--- Records shown ---

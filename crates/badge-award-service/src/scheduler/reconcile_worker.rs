//! pending 记录对账 Worker
//!
//! 定期查询 pending 记录的链上状态，确认后补发通知。

use std::sync::Arc;
use std::time::Duration;

use badge_shared::observability::metrics;
use tokio::sync::watch;
use tracing::{error, info};

use crate::error::Result;
use crate::notification::NotificationRelay;
use crate::repository::{AwardRepositoryTrait, BadgeRepositoryTrait};
use crate::service::{AwardService, ReconcileReport};

/// 对账 Worker
pub struct ReconcileWorker<BR, AR>
where
    BR: BadgeRepositoryTrait,
    AR: AwardRepositoryTrait,
{
    service: Arc<AwardService<BR, AR>>,
    relay: Arc<NotificationRelay<BR>>,
    poll_interval: Duration,
    batch_size: i64,
}

impl<BR, AR> ReconcileWorker<BR, AR>
where
    BR: BadgeRepositoryTrait,
    AR: AwardRepositoryTrait,
{
    pub fn new(
        service: Arc<AwardService<BR, AR>>,
        relay: Arc<NotificationRelay<BR>>,
        poll_interval_secs: u64,
        batch_size: i64,
    ) -> Self {
        Self {
            service,
            relay,
            poll_interval: Duration::from_secs(poll_interval_secs),
            batch_size,
        }
    }

    /// 主循环，直到关闭信号为 `true`
    pub async fn run(&self, mut shutdown: watch::Receiver<bool>) {
        info!(
            poll_interval = ?self.poll_interval,
            batch_size = self.batch_size,
            "ReconcileWorker 已启动"
        );

        loop {
            if let Err(e) = self.run_once().await {
                error!(error = %e, "对账出错");
            }
            metrics::set_worker_last_run("reconcile_worker");

            tokio::select! {
                biased;

                changed = shutdown.changed() => {
                    // 发送端被丢弃同样视为关闭
                    if changed.is_err() || *shutdown.borrow() {
                        break;
                    }
                }

                _ = tokio::time::sleep(self.poll_interval) => {}
            }
        }

        info!("ReconcileWorker 已停止");
    }

    /// 执行一轮对账，并为新确认的记录发送通知
    pub async fn run_once(&self) -> Result<ReconcileReport> {
        let report = self.service.reconcile_pending(self.batch_size).await?;

        for record in &report.confirmed {
            self.relay.notify_record(record).await;
        }
        Ok(report)
    }
}

#[cfg(test)]
mod tests {
    use super::*;
    use crate::chain::{MockBadgeContract, TransactionGateway, TxReceipt};
    use crate::models::{AwardRecord, AwardStatus, BadgeDefinition, BadgeType};
    use crate::notification::MockNotificationSink;
    use crate::repository::{MockAwardRepositoryTrait, MockBadgeRepositoryTrait};
    use crate::service::AwardSettings;
    use badge_shared::config::AwardMode;
    use badge_shared::retry::RetryPolicy;
    use chrono::Utc;

    fn badge_repo() -> Arc<MockBadgeRepositoryTrait> {
        let mut repo = MockBadgeRepositoryTrait::new();
        repo.expect_find_badge_by_type().returning(|t| {
            Ok(Some(BadgeDefinition {
                badge_type: t.clone(),
                on_chain_id: Some(2),
                name: "First Transaction".to_string(),
                image_url: "https://img.example/tx.png".to_string(),
                created_at: Utc::now(),
            }))
        });
        Arc::new(repo)
    }

    fn sink(name: &'static str) -> MockNotificationSink {
        let mut sink = MockNotificationSink::new();
        sink.expect_name().return_const(name);
        sink.expect_send()
            .withf(|payload| payload.contains("\"status\":\"confirmed\""))
            .times(1)
            .returning(|_| Ok(()));
        sink
    }

    #[tokio::test]
    async fn test_confirmed_records_are_notified() {
        let mut contract = MockBadgeContract::new();
        contract.expect_transaction_receipt().returning(|hash| {
            Ok(Some(TxReceipt {
                hash: hash.to_string(),
                status: Some(true),
            }))
        });

        let mut award_repo = MockAwardRepositoryTrait::new();
        award_repo.expect_claim_pending_batch().returning(|_| {
            Ok(vec![AwardRecord {
                id: 7,
                wallet_id: "w7".to_string(),
                user_id: "u7".to_string(),
                badge_type: BadgeType::from("first-transaction-made"),
                status: AwardStatus::Pending,
                tx_hash: Some("0xconfirmed-hash".to_string()),
                to_address: Some("0xrecipient".to_string()),
                created_at: Utc::now(),
                updated_at: Utc::now(),
            }])
        });
        award_repo
            .expect_update_award_status()
            .returning(|_, _, _| Ok(true));
        award_repo
            .expect_count_stale_reservations()
            .returning(|_| Ok(0));

        let badges = badge_repo();
        let service = AwardService::new(
            badges.clone(),
            Arc::new(award_repo),
            Some(Arc::new(TransactionGateway::new(Arc::new(contract)))),
            AwardSettings {
                mode: AwardMode::OnChain,
                retry_failed: false,
                read_retry: RetryPolicy::none(),
                ..Default::default()
            },
        )
        .unwrap();
        let relay = NotificationRelay::new(
            badges,
            Arc::new(sink("queue")),
            Arc::new(sink("topic")),
            RetryPolicy::none(),
        );

        let worker = ReconcileWorker::new(Arc::new(service), Arc::new(relay), 30, 10);
        let report = worker.run_once().await.unwrap();

        assert_eq!(report.checked, 1);
        assert_eq!(report.confirmed.len(), 1);
    }
}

---

Reproduce the data in its entirety, matching each character.

filename crates/badge-award-service/src/scheduler/reconcile_worker.rs
//! pending 记录对账 Worker
//!
//! 定期查询 pending 记录的链上状态，确认后补发通知。

use std::sync::Arc;
use std::time::Duration;

use badge_shared::observability::metrics;
use tokio::sync::watch;
use tracing::{error, info};

use crate::error::Result;
use crate::notification::NotificationRelay;
use crate::repository::{AwardRepositoryTrait, BadgeRepositoryTrait};
use crate::service::{AwardService, ReconcileReport};

/// 对账 Worker
pub struct ReconcileWorker<BR, AR>
where
    BR: BadgeRepositoryTrait,
    AR: AwardRepositoryTrait,
{
    service: Arc<AwardService<BR, AR>>,
    relay: Arc<NotificationRelay<BR>>,
    poll_interval: Duration,
    batch_size: i64,
}

impl<BR, AR> ReconcileWorker<BR, AR>
where
    BR: BadgeRepositoryTrait,
    AR: AwardRepositoryTrait,
{
    pub fn new(
        service: Arc<AwardService<BR, AR>>,
        relay: Arc<NotificationRelay<BR>>,
        poll_interval_secs: u64,
        batch_size: i64,
    ) -> Self {
        Self {
            service,
            relay,
            poll_interval: Duration::from_secs(poll_interval_secs),
            batch_size,
        }
    }

    /// 主循环，直到关闭信号为 `true`
    pub async fn run(&self, mut shutdown: watch::Receiver<bool>) {
        info!(
            poll_interval = ?self.poll_interval,
            batch_size = self.batch_size,
            "ReconcileWorker 已启动"
        );

        loop {
            if let Err(e) = self.run_once().await {
                error!(error = %e, "对账出错");
            }
            metrics::set_worker_last_run("reconcile_worker");

            tokio::select! {
                biased;

                changed = shutdown.changed() => {
                    // 发送端被丢弃同样视为关闭
                    if changed.is_err() || *shutdown.borrow() {
                        break;
                    }
                }

                _ = tokio::time::sleep(self.poll_interval) => {}
            }
        }

        info!("ReconcileWorker 已停止");
    }

    /// 执行一轮对账，并为新确认的记录发送通知
    pub async fn run_once(&self) -> Result<ReconcileReport> {
        let report = self.service.reconcile_pending(self.batch_size).await?;

        for record in &report.confirmed {
            self.relay.notify_record(record).await;
        }
        Ok(report)
    }
}

#[cfg(test)]
mod tests {
    use super::*;
    use crate::chain::{MockBadgeContract, TransactionGateway, TxReceipt};
    use crate::models::{AwardRecord, AwardStatus, BadgeDefinition, BadgeType};
    use crate::notification::MockNotificationSink;
    use crate::repository::{MockAwardRepositoryTrait, MockBadgeRepositoryTrait};
    use crate::service::AwardSettings;
    use badge_shared::config::AwardMode;
    use badge_shared::retry::RetryPolicy;
    use chrono::Utc;

    fn badge_repo() -> Arc<MockBadgeRepositoryTrait> {
        let mut repo = MockBadgeRepositoryTrait::new();
        repo.expect_find_badge_by_type().returning(|t| {
            Ok(Some(BadgeDefinition {
                badge_type: t.clone(),
                on_chain_id: Some(2),
                name: "First Transaction".to_string(),
                image_url: "https://img.example/tx.png".to_string(),
                created_at: Utc::now(),
            }))
        });
        Arc::new(repo)
    }

    fn sink(name: &'static str) -> MockNotificationSink {
        let mut sink = MockNotificationSink::new();
        sink.expect_name().return_const(name);
        sink.expect_send()
            .withf(|payload| payload.contains("\"status\":\"confirmed\""))
            .times(1)
            .returning(|_| Ok(()));
        sink
    }

    #[tokio::test]
    async fn test_confirmed_records_are_notified() {
        let mut contract = MockBadgeContract::new();
        contract.expect_transaction_receipt().returning(|hash| {
            Ok(Some(TxReceipt {
                hash: hash.to_string(),
                status: Some(true),
            }))
        });

        let mut award_repo = MockAwardRepositoryTrait::new();
        award_repo.expect_claim_pending_batch().returning(|_| {
            Ok(vec![AwardRecord {
                id: 7,
                wallet_id: "w7".to_string(),
                user_id: "u7".to_string(),
                badge_type: BadgeType::from("first-transaction-made"),
                status: AwardStatus::Pending,
                tx_hash: Some("0xconfirmed-hash".to_string()),
                to_address: Some("0xrecipient".to_string()),
                created_at: Utc::now(),
                updated_at: Utc::now(),
            }])
        });
        award_repo
            .expect_update_award_status()
            .returning(|_, _, _| Ok(true));
        award_repo
            .expect_count_stale_reservations()
            .returning(|_| Ok(0));

        let badges = badge_repo();
        let service = AwardService::new(
            badges.clone(),
            Arc::new(award_repo),
            Some(Arc::new(TransactionGateway::new(Arc::new(contract)))),
            AwardSettings {
                mode: AwardMode::OnChain,
                retry_failed: false,
                read_retry: RetryPolicy::none(),
                ..Default::default()
            },
        )
        .unwrap();
        let relay = NotificationRelay::new(
            badges,
            Arc::new(sink("queue")),
            Arc::new(sink("topic")),
            RetryPolicy::none(),
        );

        let worker = ReconcileWorker::new(Arc::new(service), Arc::new(relay), 30, 10);
        let report = worker.run_once().await.unwrap();

        assert_eq!(report.checked, 1);
        assert_eq!(report.confirmed.len(), 1);
    }
}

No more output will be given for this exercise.